Data shown:
_____
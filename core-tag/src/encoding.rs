//! Text encodings used inside frame bodies.

use serde::{Deserialize, Serialize};

use crate::header::Version;

/// Text encoding byte that prefixes textual frame bodies.
#[derive(Debug, Clone, Copy, Default, PartialEq, Eq, Hash, Serialize, Deserialize)]
#[serde(rename_all = "kebab-case")]
pub enum TextEncoding {
    /// ISO-8859-1, single null terminator
    Iso88591,
    /// UTF-16 with byte order mark, double null terminator
    Utf16,
    /// UTF-16 big endian without BOM (v2.4 only)
    Utf16Be,
    /// UTF-8 (v2.4 only)
    #[default]
    Utf8,
}

impl TextEncoding {
    pub fn key(self) -> u8 {
        match self {
            TextEncoding::Iso88591 => 0,
            TextEncoding::Utf16 => 1,
            TextEncoding::Utf16Be => 2,
            TextEncoding::Utf8 => 3,
        }
    }

    pub fn from_key(key: u8) -> Option<Self> {
        match key {
            0 => Some(TextEncoding::Iso88591),
            1 => Some(TextEncoding::Utf16),
            2 => Some(TextEncoding::Utf16Be),
            3 => Some(TextEncoding::Utf8),
            _ => None,
        }
    }

    pub fn is_supported_by(self, version: Version) -> bool {
        match self {
            TextEncoding::Iso88591 | TextEncoding::Utf16 => true,
            TextEncoding::Utf16Be | TextEncoding::Utf8 => version == Version::V24,
        }
    }

    pub fn terminator(self) -> &'static [u8] {
        match self {
            TextEncoding::Iso88591 | TextEncoding::Utf8 => &[0],
            TextEncoding::Utf16 | TextEncoding::Utf16Be => &[0, 0],
        }
    }

    /// Encode `text` without a terminator.
    ///
    /// Characters outside Latin-1 become `?` under [`TextEncoding::Iso88591`].
    pub fn encode(self, text: &str) -> Vec<u8> {
        match self {
            TextEncoding::Iso88591 => text
                .chars()
                .map(|c| u8::try_from(u32::from(c)).unwrap_or(b'?'))
                .collect(),
            TextEncoding::Utf16 => {
                let mut out = Vec::with_capacity(2 + text.len() * 2);
                out.extend_from_slice(&[0xFF, 0xFE]);
                for unit in text.encode_utf16() {
                    out.extend_from_slice(&unit.to_le_bytes());
                }
                out
            }
            TextEncoding::Utf16Be => text
                .encode_utf16()
                .flat_map(|unit| unit.to_be_bytes())
                .collect(),
            TextEncoding::Utf8 => text.as_bytes().to_vec(),
        }
    }

    /// Encode `text` followed by the terminator.
    pub fn encode_terminated(self, text: &str) -> Vec<u8> {
        let mut out = self.encode(text);
        out.extend_from_slice(self.terminator());
        out
    }

    /// Decode `bytes`, dropping trailing terminators. Invalid sequences are
    /// replaced rather than rejected.
    pub fn decode(self, bytes: &[u8]) -> String {
        match self {
            TextEncoding::Iso88591 => trim_nulls(bytes, 1).iter().map(|&b| char::from(b)).collect(),
            TextEncoding::Utf8 => String::from_utf8_lossy(trim_nulls(bytes, 1)).into_owned(),
            TextEncoding::Utf16 => match bytes {
                [0xFF, 0xFE, rest @ ..] => decode_utf16(rest, u16::from_le_bytes),
                [0xFE, 0xFF, rest @ ..] => decode_utf16(rest, u16::from_be_bytes),
                _ => decode_utf16(bytes, u16::from_be_bytes),
            },
            TextEncoding::Utf16Be => decode_utf16(bytes, u16::from_be_bytes),
        }
    }

    /// Split `bytes` at the first terminator, returning the text before it and
    /// the remainder after it. Without a terminator everything is text.
    pub fn split_terminated(self, bytes: &[u8]) -> (&[u8], &[u8]) {
        let width = self.terminator().len();
        let mut i = 0;
        while i + width <= bytes.len() {
            if bytes[i..i + width].iter().all(|&b| b == 0) {
                return (&bytes[..i], &bytes[i + width..]);
            }
            i += width;
        }
        (bytes, &[])
    }
}

fn trim_nulls(bytes: &[u8], width: usize) -> &[u8] {
    let mut end = bytes.len();
    while end >= width && bytes[end - width..end].iter().all(|&b| b == 0) {
        end -= width;
    }
    &bytes[..end]
}

fn decode_utf16(bytes: &[u8], unit: fn([u8; 2]) -> u16) -> String {
    let bytes = trim_nulls(bytes, 2);
    let units: Vec<u16> = bytes
        .chunks_exact(2)
        .map(|pair| unit([pair[0], pair[1]]))
        .collect();
    String::from_utf16_lossy(&units)
}

#[cfg(test)]
mod tests {
    use super::*;

    #[test]
    fn test_keys() {
        for encoding in [
            TextEncoding::Iso88591,
            TextEncoding::Utf16,
            TextEncoding::Utf16Be,
            TextEncoding::Utf8,
        ] {
            assert_eq!(TextEncoding::from_key(encoding.key()), Some(encoding));
        }
        assert_eq!(TextEncoding::from_key(4), None);
    }

    #[test]
    fn test_utf16_has_bom_and_le_units() {
        assert_eq!(TextEncoding::Utf16.encode("Hi"), vec![0xFF, 0xFE, b'H', 0, b'i', 0]);
        assert_eq!(TextEncoding::Utf16.decode(&[0xFF, 0xFE, b'H', 0, b'i', 0, 0, 0]), "Hi");
        assert_eq!(TextEncoding::Utf16.decode(&[0xFE, 0xFF, 0, b'H', 0, b'i']), "Hi");
    }

    #[test]
    fn test_utf16be() {
        assert_eq!(TextEncoding::Utf16Be.encode("Ä"), vec![0x00, 0xC4]);
        assert_eq!(TextEncoding::Utf16Be.decode(&[0x00, 0xC4]), "Ä");
    }

    #[test]
    fn test_latin1_replaces_unmappable() {
        assert_eq!(TextEncoding::Iso88591.encode("café ☕"), b"caf\xE9 ?".to_vec());
        assert_eq!(TextEncoding::Iso88591.decode(b"caf\xE9\0"), "café");
    }

    #[test]
    fn test_utf8_trailing_nulls_trimmed() {
        assert_eq!(TextEncoding::Utf8.decode("Foo\0".as_bytes()), "Foo");
        assert_eq!(TextEncoding::Utf8.encode_terminated("Foo"), b"Foo\0".to_vec());
    }

    #[test]
    fn test_split_terminated_respects_utf16_alignment() {
        // 'A' 0x00 followed by 0x00 'B' must not be read as a terminator.
        let bytes = [b'A', 0, 0, b'B', 0, 0, 0xAA];
        let (text, rest) = TextEncoding::Utf16Be.split_terminated(&bytes);
        assert_eq!(text, &[b'A', 0, 0, b'B']);
        assert_eq!(rest, &[0xAA]);

        let (text, rest) = TextEncoding::Utf8.split_terminated(b"desc\0body");
        assert_eq!(text, b"desc");
        assert_eq!(rest, b"body");

        let (text, rest) = TextEncoding::Utf8.split_terminated(b"no terminator");
        assert_eq!(text, b"no terminator");
        assert!(rest.is_empty());
    }

    #[test]
    fn test_version_support() {
        assert!(TextEncoding::Utf8.is_supported_by(Version::V24));
        assert!(!TextEncoding::Utf8.is_supported_by(Version::V23));
        assert!(TextEncoding::Utf16.is_supported_by(Version::V23));
    }
}
//! # Logging & Tracing Infrastructure
//!
//! Provides structured logging with `tracing` crate, supporting:
//! - JSON, pretty-print and compact output formats
//! - Module-level filtering
//! - Integration with host logging via `LoggerSink`
//!
//! ## Overview
//!
//! This module configures the `tracing-subscriber` infrastructure and provides
//! utilities for forwarding logs to platform-specific logging systems through
//! the `LoggerSink` trait. When a sink is configured, every event that survives
//! filtering is mirrored to the host logger while still flowing through the
//! standard `tracing` layers.
//!
//! ## Usage
//!
//! ```ignore
//! use core_runtime::logging::{LoggingConfig, LogFormat, init_logging};
//! use bridge_traits::time::{LogLevel, ConsoleLogger};
//! use std::sync::Arc;
//!
//! fn main() {
//!     let config = LoggingConfig::default()
//!         .with_format(LogFormat::Pretty)
//!         .with_level(LogLevel::Debug)
//!         .with_logger_sink(Arc::new(ConsoleLogger::default()));
//!
//!     init_logging(config).expect("Failed to initialize logging");
//!
//!     tracing::info!("Application started");
//! }
//! ```

use crate::error::{Error, Result};

use bridge_traits::time::{LogEntry, LogLevel, LoggerSink};

use std::collections::HashMap;
use std::fmt;
use std::io;
use std::sync::Arc;

use tracing::field::{Field, Visit};
use tracing::{Event, Subscriber};
use tracing_subscriber::{
    filter::EnvFilter,
    layer::{Context, SubscriberExt},
    registry::LookupSpan,
    util::SubscriberInitExt,
    Layer,
};

/// Crates whose events follow the configured level. Everything else stays at `warn`.
const WORKSPACE_TARGETS: &[&str] = &["core_tag", "core_runtime", "bridge_traits"];

/// Log output format
#[derive(Debug, Clone, Copy, PartialEq, Eq)]
pub enum LogFormat {
    /// Human-readable pretty format with colors
    Pretty,
    /// Structured JSON format for machine parsing
    Json,
    /// Compact format for production
    Compact,
}

impl Default for LogFormat {
    fn default() -> Self {
        #[cfg(debug_assertions)]
        return Self::Pretty;

        #[cfg(not(debug_assertions))]
        return Self::Json;
    }
}

/// Logging configuration
#[derive(Clone)]
pub struct LoggingConfig {
    /// Output format
    pub format: LogFormat,
    /// Minimum log level
    pub level: LogLevel,
    /// Custom filter string (e.g., "core_tag=trace")
    pub filter: Option<String>,
    /// Optional logger sink for forwarding logs to host
    pub logger_sink: Option<Arc<dyn LoggerSink>>,
    /// Emit span enter/exit events (pretty format) or span lists (json format)
    pub enable_spans: bool,
    /// Display target module in logs
    pub display_target: bool,
    /// Display thread info
    pub display_thread_info: bool,
}

impl fmt::Debug for LoggingConfig {
    fn fmt(&self, f: &mut fmt::Formatter<'_>) -> fmt::Result {
        f.debug_struct("LoggingConfig")
            .field("format", &self.format)
            .field("level", &self.level)
            .field("filter", &self.filter)
            .field(
                "logger_sink",
                &self.logger_sink.as_ref().map(|_| "LoggerSink { ... }"),
            )
            .field("enable_spans", &self.enable_spans)
            .field("display_target", &self.display_target)
            .field("display_thread_info", &self.display_thread_info)
            .finish()
    }
}

impl Default for LoggingConfig {
    fn default() -> Self {
        Self {
            format: LogFormat::default(),
            level: LogLevel::Info,
            filter: None,
            logger_sink: None,
            enable_spans: true,
            display_target: true,
            display_thread_info: false,
        }
    }
}

impl LoggingConfig {
    /// Set log format
    pub fn with_format(mut self, format: LogFormat) -> Self {
        self.format = format;
        self
    }

    /// Set minimum log level
    pub fn with_level(mut self, level: LogLevel) -> Self {
        self.level = level;
        self
    }

    /// Set custom filter string
    pub fn with_filter(mut self, filter: impl Into<String>) -> Self {
        self.filter = Some(filter.into());
        self
    }

    /// Set logger sink for host integration
    pub fn with_logger_sink(mut self, sink: Arc<dyn LoggerSink>) -> Self {
        self.logger_sink = Some(sink);
        self
    }

    /// Enable or disable span contexts
    pub fn with_spans(mut self, enable: bool) -> Self {
        self.enable_spans = enable;
        self
    }

    /// Enable or disable target display
    pub fn with_target(mut self, display: bool) -> Self {
        self.display_target = display;
        self
    }

    /// Enable or disable thread info
    pub fn with_thread_info(mut self, display: bool) -> Self {
        self.display_thread_info = display;
        self
    }
}

/// Initialize the logging system
///
/// This should be called once during application startup. Subsequent calls
/// will return an error.
///
/// # Errors
///
/// Returns an error if:
/// - Logging is already initialized
/// - The filter string cannot be parsed
///
/// # Example
///
/// ```ignore
/// use core_runtime::logging::{LoggingConfig, init_logging};
///
/// let config = LoggingConfig::default();
/// init_logging(config)?;
/// ```
pub fn init_logging(config: LoggingConfig) -> Result<()> {
    let filter = build_filter(&config)?;

    match config.format {
        LogFormat::Pretty => init_pretty_logging(config, filter),
        LogFormat::Json => init_json_logging(config, filter),
        LogFormat::Compact => init_compact_logging(config, filter),
    }
}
_____
Task:
Copy out each line from the preceding entries that mentions the word "Serialize".

Solution to the problem:
use serde::{Deserialize, Serialize};
#[derive(Debug, Clone, Copy, Default, PartialEq, Eq, Hash, Serialize, Deserialize)]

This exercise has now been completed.